Being primarily a form of energy, money needs to be seen first and foremost as a means of exchanging energy with another person, (or group of people).
Maybe you're familiar with the device -- it's an electricity meter box that has a slot for a plastic key that you take to a local shop, pay money (any amount you wish), receive an equivalent potential charge of electricity, take it home and slot it in the key meter.
The system overcomes the need for emptying coin meters, along with the possibility that they might be broken into, the money stolen, or the device tampered with.
When you take the empty key to be charged, is it money you bring home in it? Or is it maybe actually charged with electricity? (Heaven help us if it is!) Or is it rather mere potential? I say 'mere' -- and yet 'potential' and 'actual' are one and the same thing when time is taken out of the equation.


If we were to take the whole thing a step further backwards in time, at some point you exchanged services (or goods you owned) for the money you took to the shop.


And somewhere in the middle of all this we have the 'money' itself - MONEY as a commodity, (or is it just our illusion of money?).
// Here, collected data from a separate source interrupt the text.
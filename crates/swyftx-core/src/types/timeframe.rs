//! 캔들스틱 데이터를 위한 타임프레임 정의.
//!
//! Swyftx 차트 API가 지원하는 해상도만 정의합니다.

use serde::{Deserialize, Serialize};
use std::fmt;
use std::str::FromStr;
use std::time::Duration;

/// 캔들스틱 타임프레임.
#[derive(Debug, Clone, Copy, PartialEq, Eq, Hash, Serialize, Deserialize)]
#[serde(rename_all = "lowercase")]
pub enum Timeframe {
    /// 1분봉
    M1,
    /// 5분봉
    M5,
    /// 1시간봉
    H1,
    /// 4시간봉
    H4,
    /// 일봉
    D1,
}

impl Timeframe {
    /// 이 타임프레임의 기간을 반환합니다.
    pub fn duration(&self) -> Duration {
        match self {
            Timeframe::M1 => Duration::from_secs(60),
            Timeframe::M5 => Duration::from_secs(5 * 60),
            Timeframe::H1 => Duration::from_secs(60 * 60),
            Timeframe::H4 => Duration::from_secs(4 * 60 * 60),
            Timeframe::D1 => Duration::from_secs(24 * 60 * 60),
        }
    }

    /// 차트 API의 resolution 쿼리 값으로 변환합니다.
    pub fn to_resolution(&self) -> &'static str {
        match self {
            Timeframe::M1 => "1m",
            Timeframe::M5 => "5m",
            Timeframe::H1 => "1h",
            Timeframe::H4 => "4h",
            Timeframe::D1 => "1d",
        }
    }
}

impl FromStr for Timeframe {
    type Err = String;

    fn from_str(s: &str) -> Result<Self, Self::Err> {
        match s {
            "1m" => Ok(Timeframe::M1),
            "5m" => Ok(Timeframe::M5),
            "1h" => Ok(Timeframe::H1),
            "4h" => Ok(Timeframe::H4),
            "1d" => Ok(Timeframe::D1),
            _ => Err(format!("Unknown timeframe: {}", s)),
        }
    }
}

impl fmt::Display for Timeframe {
    fn fmt(&self, f: &mut fmt::Formatter<'_>) -> fmt::Result {
        write!(f, "{}", self.to_resolution())
    }
}

#[cfg(test)]
mod tests {
    use super::*;

    #[test]
    fn test_resolution_round_trip() {
        for tf in [
            Timeframe::M1,
            Timeframe::M5,
            Timeframe::H1,
            Timeframe::H4,
            Timeframe::D1,
        ] {
            assert_eq!(tf.to_resolution().parse::<Timeframe>().unwrap(), tf);
        }
    }

    #[test]
    fn test_unknown_resolution() {
        assert!("3m".parse::<Timeframe>().is_err());
    }

    #[test]
    fn test_duration() {
        assert_eq!(Timeframe::H4.duration().as_secs(), 4 * 3600);
    }
}
//! 정밀한 금융 계산을 위한 Decimal 유틸리티.
//!
//! 이 모듈은 금융 계산에 필요한 정밀 소수점 타입 및 유틸리티를 제공합니다:
//! - `Price` / `Quantity` 타입 별칭
//! - `DecimalExt` - 반올림/내림 확장 트레이트
//! - `precision_from_increment` - 최소 주문 단위에서 소수 자릿수 유도
//! - 숫자/문자열 혼용 필드를 위한 serde 헬퍼

use rust_decimal::{Decimal, RoundingStrategy};
use serde::{Deserialize, Deserializer};

/// 금융 정밀도를 위한 가격 타입.
pub type Price = Decimal;

/// 주문 수량을 위한 타입.
pub type Quantity = Decimal;

/// Decimal 연산을 위한 확장 트레이트.
pub trait DecimalExt {
    /// 지정된 소수 자릿수로 반올림합니다 (사사오입).
    fn to_price_precision(&self, dp: u32) -> Decimal;

    /// 지정된 소수 자릿수로 절삭합니다 (0 방향 내림).
    ///
    /// 주문 수량은 반올림 시 보유량을 초과할 수 있으므로 항상 절삭합니다.
    fn to_amount_precision(&self, dp: u32) -> Decimal;
}

impl DecimalExt for Decimal {
    fn to_price_precision(&self, dp: u32) -> Decimal {
        self.round_dp_with_strategy(dp, RoundingStrategy::MidpointAwayFromZero)
            .normalize()
    }

    fn to_amount_precision(&self, dp: u32) -> Decimal {
        self.round_dp_with_strategy(dp, RoundingStrategy::ToZero)
            .normalize()
    }
}

/// 최소 주문 단위에서 소수 자릿수를 유도합니다.
///
/// `0.001` → 3, `0.1` → 1, `1` → 0. 10의 거듭제곱 경계에서
/// 부동소수점 `log10`이 일으키는 오프바이원을 피하기 위해
/// Decimal 곱셈 루프로 계산합니다 (`0.0009999` → 3).
pub fn precision_from_increment(increment: Decimal) -> u32 {
    if increment <= Decimal::ZERO {
        return 0;
    }

    let threshold = Decimal::new(1, 1); // 0.1
    let mut value = increment;
    let mut places = 0u32;

    // 10^-(k+1) < increment <= 10^-k 가 되는 k를 셉니다
    while value <= threshold {
        value *= Decimal::TEN;
        places += 1;
    }
    places
}

/// 숫자 또는 문자열로 인코딩된 Decimal 필드를 역직렬화합니다.
///
/// Swyftx 응답은 같은 필드를 `"4261.48"`과 `10015`처럼
/// 문자열/숫자 양쪽 표현으로 혼용합니다.
pub fn deserialize_flexible_decimal<'de, D>(deserializer: D) -> Result<Decimal, D::Error>
where
    D: Deserializer<'de>,
{
    #[derive(Deserialize)]
    #[serde(untagged)]
    enum Raw {
        Number(Decimal),
        Text(String),
    }

    match Raw::deserialize(deserializer)? {
        Raw::Number(d) => Ok(d),
        Raw::Text(s) => s.trim().parse().map_err(serde::de::Error::custom),
    }
}

/// `deserialize_flexible_decimal`의 Option 버전.
pub fn deserialize_flexible_decimal_opt<'de, D>(
    deserializer: D,
) -> Result<Option<Decimal>, D::Error>
where
    D: Deserializer<'de>,
{
    #[derive(Deserialize)]
    #[serde(untagged)]
    enum Raw {
        Number(Decimal),
        Text(String),
    }

    match Option::<Raw>::deserialize(deserializer)? {
        None => Ok(None),
        Some(Raw::Number(d)) => Ok(Some(d)),
        Some(Raw::Text(s)) => s
            .trim()
            .parse()
            .map(Some)
            .map_err(serde::de::Error::custom),
    }
}

#[cfg(test)]
mod tests {
    use super::*;
    use rust_decimal_macros::dec;

    #[test]
    fn test_precision_from_increment() {
        assert_eq!(precision_from_increment(dec!(0.001)), 3);
        assert_eq!(precision_from_increment(dec!(0.1)), 1);
        assert_eq!(precision_from_increment(dec!(1)), 0);
        assert_eq!(precision_from_increment(dec!(0.00000001)), 8);
    }

    #[test]
    fn test_precision_from_increment_power_of_ten_boundary() {
        // log10 기반 계산이 2를 반환하던 경계 케이스
        assert_eq!(precision_from_increment(dec!(0.0009999)), 3);
        assert_eq!(precision_from_increment(dec!(0.005)), 2);
    }

    #[test]
    fn test_precision_from_increment_degenerate() {
        assert_eq!(precision_from_increment(dec!(0)), 0);
        assert_eq!(precision_from_increment(dec!(10)), 0);
    }

    #[test]
    fn test_amount_precision_truncates() {
        assert_eq!(dec!(0.0029).to_amount_precision(3), dec!(0.002));
        assert_eq!(dec!(1.999).to_amount_precision(0), dec!(1));
    }

    #[test]
    fn test_price_precision_rounds() {
        assert_eq!(dec!(52000.456).to_price_precision(2), dec!(52000.46));
        assert_eq!(dec!(0.00001925).to_price_precision(7), dec!(0.0000193));
    }

    #[test]
    fn test_flexible_decimal() {
        #[derive(serde::Deserialize)]
        struct Probe {
            #[serde(deserialize_with = "deserialize_flexible_decimal")]
            value: Decimal,
        }

        let from_string: Probe = serde_json::from_str(r#"{"value": "4261.48"}"#).unwrap();
        assert_eq!(from_string.value, dec!(4261.48));

        let from_number: Probe = serde_json::from_str(r#"{"value": 10015}"#).unwrap();
        assert_eq!(from_number.value, dec!(10015));

        assert!(serde_json::from_str::<Probe>(r#"{"value": "abc"}"#).is_err());
    }
}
So let's ask this: How different is money from the key? Both just provide a means whereby energy is transferred from one place to another.
Where is the money kept? Where is money coming from -- where going to? What IS money?

We might ask regarding our electricity: What part does the key play in our getting household electricity and being able to use it? How important is the key?

Well the key is definitely something we do not want to lose; we'd want to look after it, especially when we bring it home charged up, as it now represents a certain amount of our hard earned cash.
The key matters -- but is not the whole picture.
Yes it matters -- but it isn't the whole picture.
Without each particular part nothing would work.
Having the electricity in our home is what the whole exercise is really about.
Just like in the days when merchandise was exchanged for other merchandise, money was as yet unheard-of.
Viewed as such it will never be allowed to take on any kind of extra significance -- an importance that could be likely to make money matters worse for us!